(Stored data)
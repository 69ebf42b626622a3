//! Open-area estimation: how much room a dot has around a point.
//!
//! [`open_area`] is a bounded 4-connected flood fill; [`simulate_open_area`]
//! walks a few moves ahead and keeps the worst value it sees, so a dot
//! prefers spots whose whole near future stays roomy.

use std::collections::{HashMap, VecDeque};

use crate::level::CollisionGrid;
use crate::types::{Rect, Step, Vec2};

/// Counts walkable tiles reachable from `point` whose centers lie within
/// `radius`. The tile containing `point` is exempt from the radius test.
pub fn open_area<G: CollisionGrid + ?Sized>(grid: &G, point: Vec2, radius: f32) -> u32 {
    // Tiles further out than the grid extent are out of bounds anyway.
    let max_tiles = grid.width().max(grid.height()).max(0) as f32;
    let tile_radius = (radius / grid.cell_size()).floor().max(0.0).min(max_tiles) as i32 + 1;
    let span = 2 * tile_radius + 1;
    let (cx, cy) = grid.tile_of(point);
    let window_index = |tx: i32, ty: i32| -> Option<usize> {
        let ix = tx - cx + tile_radius;
        let iy = ty - cy + tile_radius;
        if ix < 0 || iy < 0 || ix >= span || iy >= span {
            return None;
        }
        Some((iy * span + ix) as usize)
    };

    let mut visited = vec![false; (span * span) as usize];
    let mut queue = VecDeque::new();
    if let Some(seed) = window_index(cx, cy) {
        visited[seed] = true;
    }
    queue.push_back((cx, cy));

    let mut open = 0;
    while let Some((tx, ty)) = queue.pop_front() {
        let is_seed = tx == cx && ty == cy;
        if !is_seed && grid.tile_center(tx, ty).distance(point) > radius {
            continue;
        }
        if !grid.in_bounds(tx, ty) || grid.is_wall(tx, ty) {
            continue;
        }
        open += 1;

        for (nx, ny) in [(tx - 1, ty), (tx + 1, ty), (tx, ty - 1), (tx, ty + 1)] {
            let Some(idx) = window_index(nx, ny) else {
                continue;
            };
            if !visited[idx] {
                visited[idx] = true;
                queue.push_back((nx, ny));
            }
        }
    }
    open
}

/// Minimum open area over every collision-free path of up to `depth` moves
/// of length `step_len` starting at `point` (the start itself included).
pub fn simulate_open_area<G: CollisionGrid + ?Sized>(
    grid: &G,
    point: Vec2,
    depth: u32,
    radius: f32,
    step_len: f32,
) -> u32 {
    lookahead(grid, point, depth, radius, step_len, None)
}

#[derive(Clone, Copy, Debug, PartialEq, Eq, Hash)]
struct LookaheadKey {
    x: u32,
    y: u32,
    depth: u32,
    radius: u32,
    step_len: u32,
}

impl LookaheadKey {
    fn new(point: Vec2, depth: u32, radius: f32, step_len: f32) -> Self {
        Self {
            x: point.x.to_bits(),
            y: point.y.to_bits(),
            depth,
            radius: radius.to_bits(),
            step_len: step_len.to_bits(),
        }
    }
}

/// Memo of lookahead results for one tick.
///
/// Keys are exact positions, so cached and uncached results are identical.
/// The grid must not change while a cache is alive.
#[derive(Debug, Default)]
pub struct LookaheadCache {
    entries: HashMap<LookaheadKey, u32>,
    hits: u64,
}

impl LookaheadCache {
    pub fn simulate<G: CollisionGrid + ?Sized>(
        &mut self,
        grid: &G,
        point: Vec2,
        depth: u32,
        radius: f32,
        step_len: f32,
    ) -> u32 {
        lookahead(grid, point, depth, radius, step_len, Some(self))
    }

    pub fn len(&self) -> usize {
        self.entries.len()
    }

    pub fn is_empty(&self) -> bool {
        self.entries.is_empty()
    }

    pub fn hits(&self) -> u64 {
        self.hits
    }
}

fn lookahead<G: CollisionGrid + ?Sized>(
    grid: &G,
    point: Vec2,
    depth: u32,
    radius: f32,
    step_len: f32,
    mut cache: Option<&mut LookaheadCache>,
) -> u32 {
    let key = LookaheadKey::new(point, depth, radius, step_len);
    if let Some(cache) = cache.as_deref_mut() {
        if let Some(value) = cache.entries.get(&key).copied() {
            cache.hits += 1;
            return value;
        }
    }

    let mut worst = open_area(grid, point, radius);
    if depth > 0 {
        for step in Step::ALL {
            let offset = step.displacement(step_len);
            let trial = Vec2::new(point.x + offset.x, point.y + offset.y);
            let probe = Rect::new(trial.x - 0.5, trial.y - 0.5, 1.0, 1.0);
            if grid.collides_with_walls(&probe) {
                continue;
            }
            let look = lookahead(grid, trial, depth - 1, radius, step_len, cache.as_deref_mut());
            worst = worst.min(look);
        }
    }

    if let Some(cache) = cache {
        cache.entries.insert(key, worst);
    }
    worst
}

#[cfg(test)]
mod tests {
    use super::*;
    use crate::constants::DOT_SPEED;
    use crate::level::Level;

    fn open_room() -> Level {
        Level::parse(".....\n.....\n.....\n.....\n.....", 25.0).expect("valid level")
    }

    #[test]
    fn open_room_counts_follow_radius() {
        let level = open_room();
        let center = Vec2::new(62.5, 62.5);
        assert_eq!(open_area(&level, center, 0.0), 1);
        assert_eq!(open_area(&level, center, 20.0), 1);
        assert_eq!(open_area(&level, center, 30.0), 5);
        assert_eq!(open_area(&level, center, 40.0), 9);
    }

    #[test]
    fn zero_radius_reports_seed_walkability() {
        let level = Level::parse("#.\n..", 25.0).expect("valid level");
        assert_eq!(open_area(&level, Vec2::new(30.0, 3.0), 0.0), 1);
        assert_eq!(open_area(&level, Vec2::new(3.0, 3.0), 0.0), 0);
        assert_eq!(open_area(&level, Vec2::new(3.0, 3.0), 60.0), 0);
        assert_eq!(open_area(&level, Vec2::new(-30.0, 3.0), 60.0), 0);
    }

    #[test]
    fn walls_cut_off_the_fill() {
        let level = Level::parse(".#...\n.#...\n.#...", 25.0).expect("valid level");
        let point = Vec2::new(62.5, 37.5);
        assert_eq!(open_area(&level, point, 40.0), 6);
        // (0, 1) is within 55 but sealed off by the wall column.
        assert_eq!(open_area(&level, point, 55.0), 7);
    }

    #[test]
    fn huge_radius_fills_the_whole_connected_level() {
        let level = Level::builtin();
        let point = Vec2::new(37.5, 37.5);
        assert_eq!(open_area(&level, point, 1.0e11), level.floor_count() as u32);
        assert_eq!(open_area(&level, point, f32::INFINITY), level.floor_count() as u32);
    }

    #[test]
    fn depth_zero_lookahead_equals_open_area() {
        let level = Level::builtin();
        for (x, y) in [(37.5, 37.5), (40.0, 30.0), (410.0, 235.0), (12.0, 12.0)] {
            for radius in [0.0, 20.0, 45.0] {
                let point = Vec2::new(x, y);
                assert_eq!(
                    simulate_open_area(&level, point, 0, radius, DOT_SPEED),
                    open_area(&level, point, radius)
                );
            }
        }
    }

    #[test]
    fn deeper_lookahead_never_increases() {
        let level = open_room();
        let center = Vec2::new(62.5, 62.5);
        let flat = open_area(&level, center, 30.0);
        let shallow = simulate_open_area(&level, center, 1, 30.0, DOT_SPEED);
        let deep = simulate_open_area(&level, center, 2, 30.0, DOT_SPEED);
        assert!(shallow <= flat);
        assert!(deep <= shallow);
        assert!(deep < flat);
        assert!(simulate_open_area(&level, center, 2, 20.0, DOT_SPEED) <= 1);
    }

    #[test]
    fn cached_lookahead_matches_uncached() {
        let level = Level::builtin();
        let mut cache = LookaheadCache::default();
        for y in (30..420).step_by(17) {
            for x in (30..780).step_by(23) {
                let point = Vec2::new(x as f32, y as f32);
                assert_eq!(
                    cache.simulate(&level, point, 2, 20.0, DOT_SPEED),
                    simulate_open_area(&level, point, 2, 20.0, DOT_SPEED)
                );
            }
        }
        assert!(!cache.is_empty());
        let before = cache.hits();
        cache.simulate(&level, Vec2::new(30.0, 30.0), 2, 20.0, DOT_SPEED);
        assert!(cache.hits() > before);
    }
}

REQUIRED ACTION - Stop after the line containing "use crate::level::CollisionGrid;": print exactly the lines from the start of the entries above up to it, that line included.

RESULT OF THE EXERCISE -
repository 69ebf42b626622a3
//! Open-area estimation: how much room a dot has around a point.
//!
//! [`open_area`] is a bounded 4-connected flood fill; [`simulate_open_area`]
//! walks a few moves ahead and keeps the worst value it sees, so a dot
//! prefers spots whose whole near future stays roomy.

use std::collections::{HashMap, VecDeque};

use crate::level::CollisionGrid;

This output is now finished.